*How to complete this task*
Where does the string "always" occur in the records? Copy each line that holds it.

*Records for this task*
——
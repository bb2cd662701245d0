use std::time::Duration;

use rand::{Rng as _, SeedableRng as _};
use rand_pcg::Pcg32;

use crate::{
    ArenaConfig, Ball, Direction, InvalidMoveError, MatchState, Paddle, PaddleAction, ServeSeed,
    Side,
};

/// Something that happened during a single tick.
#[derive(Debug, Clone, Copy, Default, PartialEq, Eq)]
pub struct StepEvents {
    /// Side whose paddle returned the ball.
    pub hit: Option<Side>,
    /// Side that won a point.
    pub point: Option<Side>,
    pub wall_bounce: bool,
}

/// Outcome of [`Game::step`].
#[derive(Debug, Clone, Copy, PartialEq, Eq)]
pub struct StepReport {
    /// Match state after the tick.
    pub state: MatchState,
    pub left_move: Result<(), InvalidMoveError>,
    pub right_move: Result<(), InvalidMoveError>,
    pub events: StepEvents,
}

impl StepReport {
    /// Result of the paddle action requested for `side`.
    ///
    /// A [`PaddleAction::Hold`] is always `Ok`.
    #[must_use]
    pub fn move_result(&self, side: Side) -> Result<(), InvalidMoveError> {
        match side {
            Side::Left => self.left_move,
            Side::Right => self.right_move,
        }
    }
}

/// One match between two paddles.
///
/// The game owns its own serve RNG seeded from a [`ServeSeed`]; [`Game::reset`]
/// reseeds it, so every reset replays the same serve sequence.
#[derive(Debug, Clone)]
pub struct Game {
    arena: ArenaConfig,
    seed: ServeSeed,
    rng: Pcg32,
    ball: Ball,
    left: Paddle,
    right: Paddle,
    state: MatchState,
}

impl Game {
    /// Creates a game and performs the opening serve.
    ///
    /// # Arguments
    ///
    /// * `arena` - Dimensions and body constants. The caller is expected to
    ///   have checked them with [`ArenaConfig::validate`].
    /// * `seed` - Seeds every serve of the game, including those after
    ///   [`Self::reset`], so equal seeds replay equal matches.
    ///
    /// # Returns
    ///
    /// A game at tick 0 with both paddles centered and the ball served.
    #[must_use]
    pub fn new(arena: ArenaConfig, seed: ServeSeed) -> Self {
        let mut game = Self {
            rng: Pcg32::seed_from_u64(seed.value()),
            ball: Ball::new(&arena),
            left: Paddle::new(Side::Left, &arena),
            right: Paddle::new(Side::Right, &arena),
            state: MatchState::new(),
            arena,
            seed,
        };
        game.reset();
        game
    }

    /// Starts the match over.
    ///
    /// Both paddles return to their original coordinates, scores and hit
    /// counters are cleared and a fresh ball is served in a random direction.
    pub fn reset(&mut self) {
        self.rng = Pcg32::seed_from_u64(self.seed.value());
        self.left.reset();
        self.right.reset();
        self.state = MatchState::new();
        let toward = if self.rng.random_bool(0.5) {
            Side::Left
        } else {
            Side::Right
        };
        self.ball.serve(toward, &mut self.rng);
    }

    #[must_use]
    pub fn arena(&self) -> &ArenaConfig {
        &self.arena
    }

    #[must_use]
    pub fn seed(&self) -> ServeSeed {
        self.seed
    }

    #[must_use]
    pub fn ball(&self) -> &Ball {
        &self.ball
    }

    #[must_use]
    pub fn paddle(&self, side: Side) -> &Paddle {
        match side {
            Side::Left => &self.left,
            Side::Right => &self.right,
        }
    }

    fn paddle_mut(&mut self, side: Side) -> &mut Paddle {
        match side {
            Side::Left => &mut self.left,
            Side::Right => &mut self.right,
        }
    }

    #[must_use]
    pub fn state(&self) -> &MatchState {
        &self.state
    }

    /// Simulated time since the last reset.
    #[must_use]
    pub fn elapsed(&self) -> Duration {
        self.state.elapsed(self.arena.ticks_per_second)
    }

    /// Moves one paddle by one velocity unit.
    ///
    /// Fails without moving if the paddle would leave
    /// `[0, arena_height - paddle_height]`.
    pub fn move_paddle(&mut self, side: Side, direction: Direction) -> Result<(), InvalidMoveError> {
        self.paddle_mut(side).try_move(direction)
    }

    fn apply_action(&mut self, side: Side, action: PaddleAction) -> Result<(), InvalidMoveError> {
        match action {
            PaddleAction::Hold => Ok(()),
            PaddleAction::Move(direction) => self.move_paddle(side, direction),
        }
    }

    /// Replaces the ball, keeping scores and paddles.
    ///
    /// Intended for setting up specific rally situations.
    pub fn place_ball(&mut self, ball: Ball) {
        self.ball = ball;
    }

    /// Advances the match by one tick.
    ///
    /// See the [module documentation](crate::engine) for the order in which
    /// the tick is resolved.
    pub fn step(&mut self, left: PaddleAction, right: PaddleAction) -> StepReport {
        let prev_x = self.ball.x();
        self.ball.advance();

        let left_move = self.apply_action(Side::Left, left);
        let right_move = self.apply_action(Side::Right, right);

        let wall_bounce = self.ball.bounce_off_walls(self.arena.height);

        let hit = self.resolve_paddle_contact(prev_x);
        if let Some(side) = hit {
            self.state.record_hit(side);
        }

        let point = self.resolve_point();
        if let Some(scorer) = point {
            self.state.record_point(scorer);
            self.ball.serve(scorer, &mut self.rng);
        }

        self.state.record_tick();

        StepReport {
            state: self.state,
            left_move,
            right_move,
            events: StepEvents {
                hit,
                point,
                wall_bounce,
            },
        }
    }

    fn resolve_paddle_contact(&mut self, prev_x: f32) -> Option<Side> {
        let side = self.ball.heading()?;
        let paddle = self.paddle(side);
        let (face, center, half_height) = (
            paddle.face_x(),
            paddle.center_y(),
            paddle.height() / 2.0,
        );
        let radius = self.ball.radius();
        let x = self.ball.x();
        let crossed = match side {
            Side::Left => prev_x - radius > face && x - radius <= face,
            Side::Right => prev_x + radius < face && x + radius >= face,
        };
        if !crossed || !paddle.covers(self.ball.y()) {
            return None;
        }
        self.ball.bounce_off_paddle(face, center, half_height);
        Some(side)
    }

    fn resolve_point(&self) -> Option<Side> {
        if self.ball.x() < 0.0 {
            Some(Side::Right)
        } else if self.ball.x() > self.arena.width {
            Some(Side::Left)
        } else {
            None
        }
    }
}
——
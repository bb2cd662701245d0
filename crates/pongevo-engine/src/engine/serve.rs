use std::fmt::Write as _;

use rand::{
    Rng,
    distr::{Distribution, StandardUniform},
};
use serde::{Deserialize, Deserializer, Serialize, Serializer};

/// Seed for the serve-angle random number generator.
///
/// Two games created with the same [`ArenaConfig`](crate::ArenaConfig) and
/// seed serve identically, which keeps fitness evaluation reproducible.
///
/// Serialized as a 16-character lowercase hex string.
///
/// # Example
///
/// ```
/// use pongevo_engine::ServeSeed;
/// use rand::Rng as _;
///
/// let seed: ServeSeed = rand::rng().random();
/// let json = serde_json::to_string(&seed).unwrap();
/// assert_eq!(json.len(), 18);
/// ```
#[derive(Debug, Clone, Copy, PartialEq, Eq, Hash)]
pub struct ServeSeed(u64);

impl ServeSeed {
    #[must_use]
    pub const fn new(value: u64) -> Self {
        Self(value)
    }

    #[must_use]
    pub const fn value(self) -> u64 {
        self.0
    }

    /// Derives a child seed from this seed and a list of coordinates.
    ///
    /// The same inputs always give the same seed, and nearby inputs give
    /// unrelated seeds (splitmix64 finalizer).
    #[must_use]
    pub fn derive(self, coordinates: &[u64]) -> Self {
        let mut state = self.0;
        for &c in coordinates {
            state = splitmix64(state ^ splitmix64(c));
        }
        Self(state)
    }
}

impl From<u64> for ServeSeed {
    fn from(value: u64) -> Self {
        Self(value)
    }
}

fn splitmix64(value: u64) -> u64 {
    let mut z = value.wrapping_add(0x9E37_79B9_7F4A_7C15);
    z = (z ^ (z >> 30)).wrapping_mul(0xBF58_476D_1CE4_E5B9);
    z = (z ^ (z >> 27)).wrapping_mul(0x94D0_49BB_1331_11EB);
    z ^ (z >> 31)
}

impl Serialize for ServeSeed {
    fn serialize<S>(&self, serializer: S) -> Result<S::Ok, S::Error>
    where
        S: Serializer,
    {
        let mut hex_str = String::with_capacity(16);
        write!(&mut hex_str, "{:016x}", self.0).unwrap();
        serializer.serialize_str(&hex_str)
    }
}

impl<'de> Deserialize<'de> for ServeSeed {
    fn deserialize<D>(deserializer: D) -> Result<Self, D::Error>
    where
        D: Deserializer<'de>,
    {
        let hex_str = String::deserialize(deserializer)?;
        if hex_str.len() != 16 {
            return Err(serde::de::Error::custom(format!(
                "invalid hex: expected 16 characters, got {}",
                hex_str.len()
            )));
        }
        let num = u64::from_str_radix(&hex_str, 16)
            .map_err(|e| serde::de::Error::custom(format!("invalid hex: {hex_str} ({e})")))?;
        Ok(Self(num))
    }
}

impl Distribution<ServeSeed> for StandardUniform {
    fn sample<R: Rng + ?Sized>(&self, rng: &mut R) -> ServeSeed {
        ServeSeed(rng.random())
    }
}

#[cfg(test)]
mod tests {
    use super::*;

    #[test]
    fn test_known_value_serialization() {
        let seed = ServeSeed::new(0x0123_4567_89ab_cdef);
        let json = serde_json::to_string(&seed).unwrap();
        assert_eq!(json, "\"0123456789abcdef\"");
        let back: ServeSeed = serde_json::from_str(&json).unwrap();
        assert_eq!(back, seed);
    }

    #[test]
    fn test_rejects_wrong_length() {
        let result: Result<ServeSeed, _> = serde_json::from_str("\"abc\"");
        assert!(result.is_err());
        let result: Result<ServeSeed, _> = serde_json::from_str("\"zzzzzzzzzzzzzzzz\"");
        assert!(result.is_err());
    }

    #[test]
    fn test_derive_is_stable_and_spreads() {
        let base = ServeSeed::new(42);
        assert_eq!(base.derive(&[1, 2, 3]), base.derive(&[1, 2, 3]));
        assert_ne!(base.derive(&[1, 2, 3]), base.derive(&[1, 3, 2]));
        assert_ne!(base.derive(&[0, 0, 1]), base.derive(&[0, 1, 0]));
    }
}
——
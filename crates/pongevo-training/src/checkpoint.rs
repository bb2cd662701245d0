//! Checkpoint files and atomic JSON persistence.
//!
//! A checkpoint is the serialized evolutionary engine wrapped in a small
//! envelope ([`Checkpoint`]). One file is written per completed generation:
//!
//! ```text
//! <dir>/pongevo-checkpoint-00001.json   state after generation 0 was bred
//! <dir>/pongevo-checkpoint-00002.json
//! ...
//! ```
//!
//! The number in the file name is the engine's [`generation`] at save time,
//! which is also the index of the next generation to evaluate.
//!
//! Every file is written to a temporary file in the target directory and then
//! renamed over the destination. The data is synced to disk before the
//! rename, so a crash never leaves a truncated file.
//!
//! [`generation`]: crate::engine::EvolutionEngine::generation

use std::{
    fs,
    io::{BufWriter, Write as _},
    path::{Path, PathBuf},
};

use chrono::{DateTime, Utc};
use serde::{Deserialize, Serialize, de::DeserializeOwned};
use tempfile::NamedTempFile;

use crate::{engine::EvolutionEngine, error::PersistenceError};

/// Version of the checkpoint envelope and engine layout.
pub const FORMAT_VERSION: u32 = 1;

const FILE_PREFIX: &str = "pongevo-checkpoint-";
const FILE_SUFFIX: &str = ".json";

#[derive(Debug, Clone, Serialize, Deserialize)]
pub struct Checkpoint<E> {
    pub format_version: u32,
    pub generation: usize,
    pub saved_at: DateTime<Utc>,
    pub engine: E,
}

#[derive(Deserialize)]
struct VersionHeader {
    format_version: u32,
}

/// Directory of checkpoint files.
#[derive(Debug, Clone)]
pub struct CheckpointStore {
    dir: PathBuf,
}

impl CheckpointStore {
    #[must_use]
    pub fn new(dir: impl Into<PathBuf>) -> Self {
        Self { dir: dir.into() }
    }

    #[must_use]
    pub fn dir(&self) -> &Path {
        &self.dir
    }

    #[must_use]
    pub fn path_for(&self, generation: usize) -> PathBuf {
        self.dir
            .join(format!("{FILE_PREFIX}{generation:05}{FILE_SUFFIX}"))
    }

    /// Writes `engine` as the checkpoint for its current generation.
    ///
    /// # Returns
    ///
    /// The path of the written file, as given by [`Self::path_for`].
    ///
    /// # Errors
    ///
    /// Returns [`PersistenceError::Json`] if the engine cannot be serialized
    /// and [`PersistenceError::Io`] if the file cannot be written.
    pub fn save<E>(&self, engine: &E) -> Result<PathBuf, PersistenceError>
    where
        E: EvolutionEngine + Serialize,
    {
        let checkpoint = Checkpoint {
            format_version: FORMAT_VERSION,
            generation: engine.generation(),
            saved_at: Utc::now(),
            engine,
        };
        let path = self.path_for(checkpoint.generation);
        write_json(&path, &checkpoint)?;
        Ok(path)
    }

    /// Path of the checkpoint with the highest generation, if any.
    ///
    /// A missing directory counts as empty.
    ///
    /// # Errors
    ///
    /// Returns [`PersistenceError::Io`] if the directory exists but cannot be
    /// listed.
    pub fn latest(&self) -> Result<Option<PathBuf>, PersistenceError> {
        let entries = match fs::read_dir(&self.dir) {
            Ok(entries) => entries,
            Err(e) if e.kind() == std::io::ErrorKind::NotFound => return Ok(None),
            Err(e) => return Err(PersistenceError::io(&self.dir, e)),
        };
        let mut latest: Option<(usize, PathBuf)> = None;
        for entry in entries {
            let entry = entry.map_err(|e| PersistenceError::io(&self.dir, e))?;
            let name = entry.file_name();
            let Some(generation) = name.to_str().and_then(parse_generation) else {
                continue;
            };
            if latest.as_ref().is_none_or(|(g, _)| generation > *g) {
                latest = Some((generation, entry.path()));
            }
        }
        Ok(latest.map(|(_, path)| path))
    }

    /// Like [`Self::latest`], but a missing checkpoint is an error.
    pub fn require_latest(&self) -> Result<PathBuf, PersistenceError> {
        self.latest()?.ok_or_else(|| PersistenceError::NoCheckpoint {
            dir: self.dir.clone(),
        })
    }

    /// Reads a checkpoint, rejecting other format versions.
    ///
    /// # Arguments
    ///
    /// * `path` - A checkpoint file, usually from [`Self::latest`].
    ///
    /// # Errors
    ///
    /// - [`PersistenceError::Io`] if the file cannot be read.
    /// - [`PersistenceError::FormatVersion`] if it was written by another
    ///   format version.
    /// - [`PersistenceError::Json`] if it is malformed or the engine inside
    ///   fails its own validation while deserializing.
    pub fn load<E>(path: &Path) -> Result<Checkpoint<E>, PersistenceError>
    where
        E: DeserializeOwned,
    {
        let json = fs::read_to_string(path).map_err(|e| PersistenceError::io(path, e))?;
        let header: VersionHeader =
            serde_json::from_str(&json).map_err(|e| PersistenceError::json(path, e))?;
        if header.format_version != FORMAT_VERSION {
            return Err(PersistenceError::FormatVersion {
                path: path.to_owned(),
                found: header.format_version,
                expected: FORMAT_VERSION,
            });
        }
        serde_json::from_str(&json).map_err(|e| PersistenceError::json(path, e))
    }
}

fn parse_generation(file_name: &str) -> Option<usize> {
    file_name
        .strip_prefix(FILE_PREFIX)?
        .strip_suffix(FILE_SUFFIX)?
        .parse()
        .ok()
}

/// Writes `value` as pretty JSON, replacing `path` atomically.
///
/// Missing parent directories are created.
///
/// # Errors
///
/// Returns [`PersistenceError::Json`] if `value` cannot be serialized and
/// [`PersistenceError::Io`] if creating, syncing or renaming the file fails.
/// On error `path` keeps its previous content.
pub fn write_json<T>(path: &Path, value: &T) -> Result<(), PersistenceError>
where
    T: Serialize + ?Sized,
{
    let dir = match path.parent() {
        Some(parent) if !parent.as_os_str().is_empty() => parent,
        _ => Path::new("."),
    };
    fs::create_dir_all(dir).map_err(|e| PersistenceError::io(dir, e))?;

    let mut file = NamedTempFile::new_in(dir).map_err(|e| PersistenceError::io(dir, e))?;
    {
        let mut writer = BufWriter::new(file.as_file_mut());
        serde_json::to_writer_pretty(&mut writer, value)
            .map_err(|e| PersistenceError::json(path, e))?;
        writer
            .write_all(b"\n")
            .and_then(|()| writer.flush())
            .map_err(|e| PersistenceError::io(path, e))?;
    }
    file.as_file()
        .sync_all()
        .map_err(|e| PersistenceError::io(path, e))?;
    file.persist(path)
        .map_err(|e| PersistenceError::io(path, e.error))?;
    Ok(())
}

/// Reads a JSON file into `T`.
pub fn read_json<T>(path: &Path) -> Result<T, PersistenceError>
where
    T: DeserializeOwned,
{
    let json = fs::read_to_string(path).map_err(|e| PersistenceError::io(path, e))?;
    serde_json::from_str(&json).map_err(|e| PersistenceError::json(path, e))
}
——
*Written solution*
    /// A [`PaddleAction::Hold`] is always `Ok`.
    /// The same inputs always give the same seed, and nearby inputs give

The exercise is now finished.